- [WORK TO COMPLETE] Your result should be every line of the records below that contains the word "candidate".

- [Stored data entries]
━━━━━━

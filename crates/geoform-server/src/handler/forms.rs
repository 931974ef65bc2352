//! Form submission handlers.
//!
//! Submissions arrive as `multipart/form-data` with dot-notation part
//! names, get validated against their template's schema, and are stored
//! with uploads swapped for file handles. Responses render those handles
//! back into download descriptors.

use std::collections::{HashMap, HashSet};

use aide::axum::ApiRouter;
use aide::transform::TransformOperation;
use axum::extract::State;
use axum::http::StatusCode;
use axum::response::{IntoResponse, Response};
use geoform_core::{Form, Issue, JsonObject, PathSegment, Template, UnknownKeys, decode_parts};
use geoform_store::{DocumentStore, FileStore};
use uuid::Uuid;

use crate::extract::{Json, Multipart, Path};
use crate::handler::response::{
    ErrorResponse, FormView, FormViews, UnauthorizedResponse, ValidationErrorResponse,
};
use crate::handler::{Error, ErrorKind, Result};
use crate::pipeline::{
    STATUS_PART, materialize_uploads, read_parts, take_template_id, validate_submission,
};
use crate::service::ServiceState;

/// Tracing target for form operations.
const TRACING_TARGET: &str = "geoform_server::handler::forms";

/// Creates a form from a multipart submission.
///
/// The body routes itself: the `templateId` part names the template the
/// remaining parts are validated against. `status` is required here and
/// immutable afterwards.
#[tracing::instrument(skip_all)]
async fn create_form(
    State(templates): State<DocumentStore<Template>>,
    State(forms): State<DocumentStore<Form>>,
    State(files): State<FileStore>,
    State(unknown_keys): State<UnknownKeys>,
    multipart: Multipart,
) -> Result<(StatusCode, Json<FormView>)> {
    tracing::debug!(target: TRACING_TARGET, "Creating form");

    let parts = read_parts(multipart.into_inner()).await?;
    let mut candidate = decode_parts(parts);

    let template_id = take_template_id(&mut candidate).ok_or_else(|| {
        ErrorKind::NotFound
            .with_message("Invalid Template ID")
            .with_context("submission carries no templateId part")
    })?;
    let Ok(template_id) = template_id.parse::<Uuid>() else {
        return Err(ErrorKind::NotFound
            .with_message("Invalid Template ID")
            .with_context(format!("malformed template id: {template_id}")));
    };

    let template = templates.find(template_id).await.map_err(|err| {
        tracing::error!(target: TRACING_TARGET, error = %err, "failed to load template");
        ErrorKind::InternalServerError.with_message("Failed to create form")
    })?;
    let Some(template) = template else {
        return Err(ErrorKind::NotFound.with_message("Template not found"));
    };

    let submission =
        validate_submission(&template, candidate, unknown_keys).map_err(Error::validation)?;
    let Some(status) = submission.status else {
        return Err(Error::validation(vec![Issue::missing([PathSegment::key(
            STATUS_PART,
        )])]));
    };

    let data = materialize_uploads(&files, submission.data).await?;
    let data: JsonObject = data
        .into_iter()
        .map(|(key, value)| (key, value.into_json()))
        .collect();

    let form = Form::new(template.id, status, data);
    forms.insert(&form).await.map_err(|err| {
        tracing::error!(target: TRACING_TARGET, error = %err, "failed to insert form");
        ErrorKind::InternalServerError.with_message("Failed to create form")
    })?;

    tracing::info!(
        target: TRACING_TARGET,
        form_id = %form.id,
        template_id = %form.template_id,
        "Form created",
    );

    Ok((StatusCode::CREATED, Json(FormView::rendered(form, &template))))
}

fn create_form_docs(op: TransformOperation) -> TransformOperation {
    op.summary("Create form")
        .description(
            "Creates a form from a multipart submission. Parts are decoded \
            from dot notation and validated against the template named by \
            the templateId part.",
        )
        .response::<201, Json<FormView>>()
        .response::<400, Json<ValidationErrorResponse>>()
        .response::<401, Json<UnauthorizedResponse>>()
        .response::<404, Json<ErrorResponse>>()
}

/// Returns all forms, oldest first.
///
/// Each form renders against its owning template; forms whose template
/// was deleted fall back to the stored data as-is.
#[tracing::instrument(skip_all)]
async fn list_forms(
    State(templates): State<DocumentStore<Template>>,
    State(forms): State<DocumentStore<Form>>,
) -> Result<Response> {
    tracing::debug!(target: TRACING_TARGET, "Listing forms");

    let forms = forms.find_all().await.map_err(|err| {
        tracing::error!(target: TRACING_TARGET, error = %err, "failed to list forms");
        ErrorKind::InternalServerError.with_message("Failed to list forms")
    })?;

    if forms.is_empty() {
        return Ok(StatusCode::NO_CONTENT.into_response());
    }

    let referenced: HashSet<Uuid> = forms.iter().map(|form| form.template_id).collect();
    let templates: HashMap<Uuid, Template> = templates
        .find_where(|template| referenced.contains(&template.id))
        .await
        .map_err(|err| {
            tracing::error!(target: TRACING_TARGET, error = %err, "failed to load templates");
            ErrorKind::InternalServerError.with_message("Failed to list forms")
        })?
        .into_iter()
        .map(|template| (template.id, template))
        .collect();

    let views: FormViews = forms
        .into_iter()
        .map(|form| match templates.get(&form.template_id) {
            Some(template) => FormView::rendered(form, template),
            None => FormView::from_model(form),
        })
        .collect();

    tracing::debug!(
        target: TRACING_TARGET,
        form_count = views.len(),
        "Forms listed",
    );

    Ok((StatusCode::OK, Json(views)).into_response())
}

fn list_forms_docs(op: TransformOperation) -> TransformOperation {
    op.summary("List forms")
        .description(
            "Returns all forms, oldest first. Attachment fields render as \
            download descriptors; forms whose template was deleted carry \
            their stored data as-is.",
        )
        .response::<200, Json<FormViews>>()
        .response_with::<204, (), _>(|res| res.description("No forms exist."))
        .response::<401, Json<UnauthorizedResponse>>()
}

/// Returns all forms submitted against one template.
#[tracing::instrument(skip_all, fields(template_id = %id))]
async fn forms_by_template(
    State(templates): State<DocumentStore<Template>>,
    State(forms): State<DocumentStore<Form>>,
    Path(id): Path<String>,
) -> Result<Response> {
    tracing::debug!(target: TRACING_TARGET, "Listing forms by template");

    let Ok(id) = id.parse::<Uuid>() else {
        return Err(ErrorKind::NotFound
            .with_message("Invalid Template ID")
            .with_context(format!("malformed template id: {id}")));
    };

    let template = templates
        .find(id)
        .await
        .map_err(|err| {
            tracing::error!(target: TRACING_TARGET, error = %err, "failed to load template");
            ErrorKind::InternalServerError.with_message("Failed to list forms by template")
        })?
        .ok_or_else(|| ErrorKind::NotFound.with_message("Template not found"))?;

    let forms = forms
        .find_where(|form| form.template_id == template.id)
        .await
        .map_err(|err| {
            tracing::error!(target: TRACING_TARGET, error = %err, "failed to list forms");
            ErrorKind::InternalServerError.with_message("Failed to list forms by template")
        })?;

    if forms.is_empty() {
        return Ok(StatusCode::NO_CONTENT.into_response());
    }

    let views: FormViews = forms
        .into_iter()
        .map(|form| FormView::rendered(form, &template))
        .collect();

    tracing::debug!(
        target: TRACING_TARGET,
        form_count = views.len(),
        "Forms listed by template",
    );

    Ok((StatusCode::OK, Json(views)).into_response())
}

fn forms_by_template_docs(op: TransformOperation) -> TransformOperation {
    op.summary("List forms by template")
        .description("Returns all forms submitted against the given template, oldest first.")
        .response::<200, Json<FormViews>>()
        .response_with::<204, (), _>(|res| res.description("No forms reference this template."))
        .response::<401, Json<UnauthorizedResponse>>()
        .response::<404, Json<ErrorResponse>>()
}

/// Replaces a form's data from a new multipart submission.
///
/// The body is validated against the owning template. The lifecycle
/// status is fixed at create time, so a `status` part here is dropped.
#[tracing::instrument(skip_all, fields(form_id = %id))]
async fn update_form(
    State(templates): State<DocumentStore<Template>>,
    State(forms): State<DocumentStore<Form>>,
    State(files): State<FileStore>,
    State(unknown_keys): State<UnknownKeys>,
    Path(id): Path<String>,
    multipart: Multipart,
) -> Result<Json<FormView>> {
    tracing::debug!(target: TRACING_TARGET, "Updating form");

    let Ok(id) = id.parse::<Uuid>() else {
        return Err(ErrorKind::NotFound
            .with_message("Invalid Form ID")
            .with_context(format!("malformed form id: {id}")));
    };

    let form = forms.find(id).await.map_err(|err| {
        tracing::error!(target: TRACING_TARGET, error = %err, "failed to load form");
        ErrorKind::InternalServerError.with_message("Failed to update form")
    })?;
    let Some(mut form) = form else {
        return Err(ErrorKind::NotFound.with_message("Form not found"));
    };

    let template = templates
        .find(form.template_id)
        .await
        .map_err(|err| {
            tracing::error!(target: TRACING_TARGET, error = %err, "failed to load template");
            ErrorKind::InternalServerError.with_message("Failed to update form")
        })?
        .ok_or_else(|| ErrorKind::NotFound.with_message("Template not found"))?;

    let parts = read_parts(multipart.into_inner()).await?;
    let submission = validate_submission(&template, decode_parts(parts), unknown_keys)
        .map_err(Error::validation)?;

    let data = materialize_uploads(&files, submission.data).await?;
    let data: JsonObject = data
        .into_iter()
        .map(|(key, value)| (key, value.into_json()))
        .collect();

    form.replace_data(data);
    forms.replace(&form).await.map_err(|err| {
        if err.is_not_found() {
            return ErrorKind::NotFound.with_message("Form not found");
        }
        tracing::error!(target: TRACING_TARGET, error = %err, "failed to replace form");
        ErrorKind::InternalServerError.with_message("Failed to update form")
    })?;

    tracing::info!(target: TRACING_TARGET, "Form updated");

    Ok(Json(FormView::rendered(form, &template)))
}

fn update_form_docs(op: TransformOperation) -> TransformOperation {
    op.summary("Update form")
        .description(
            "Replaces a form's data from a new multipart submission validated \
            against the owning template. The lifecycle status is kept.",
        )
        .response::<200, Json<FormView>>()
        .response::<400, Json<ValidationErrorResponse>>()
        .response::<401, Json<UnauthorizedResponse>>()
        .response::<404, Json<ErrorResponse>>()
}

/// Deletes a form by ID.
#[tracing::instrument(skip_all, fields(form_id = %id))]
async fn delete_form(
    State(forms): State<DocumentStore<Form>>,
    Path(id): Path<String>,
) -> Result<StatusCode> {
    tracing::debug!(target: TRACING_TARGET, "Deleting form");

    let Ok(id) = id.parse::<Uuid>() else {
        return Err(ErrorKind::NotFound
            .with_message("Invalid Form ID")
            .with_context(format!("malformed form id: {id}")));
    };

    let removed = forms.remove(id).await.map_err(|err| {
        tracing::error!(target: TRACING_TARGET, error = %err, "failed to remove form");
        ErrorKind::InternalServerError.with_message("Failed to delete form")
    })?;

    if !removed {
        return Err(ErrorKind::NotFound.with_message("Form not found"));
    }

    tracing::info!(target: TRACING_TARGET, "Form deleted");

    Ok(StatusCode::NO_CONTENT)
}

fn delete_form_docs(op: TransformOperation) -> TransformOperation {
    op.summary("Delete form")
        .description("Deletes a form by ID. Files it references stay in storage.")
        .response_with::<204, (), _>(|res| res.description("Form deleted."))
        .response::<401, Json<UnauthorizedResponse>>()
        .response::<404, Json<ErrorResponse>>()
}

/// Returns a [`Router`] with all form-related routes.
///
/// [`Router`]: axum::routing::Router
pub fn routes() -> ApiRouter<ServiceState> {
    use aide::axum::routing::*;

    ApiRouter::new()
        .api_route("/form/create", post_with(create_form, create_form_docs))
        .api_route("/form/list", get_with(list_forms, list_forms_docs))
        .api_route(
            "/form/template/{template_id}",
            get_with(forms_by_template, forms_by_template_docs),
        )
        .api_route(
            "/form/{id}",
            put_with(update_form, update_form_docs).delete_with(delete_form, delete_form_docs),
        )
        .with_path_items(|item| item.tag("Forms"))
}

━━━━━━

- [EXERCISE ANSWER]
    let mut candidate = decode_parts(parts);
    let template_id = take_template_id(&mut candidate).ok_or_else(|| {
        validate_submission(&template, candidate, unknown_keys).map_err(Error::validation)?;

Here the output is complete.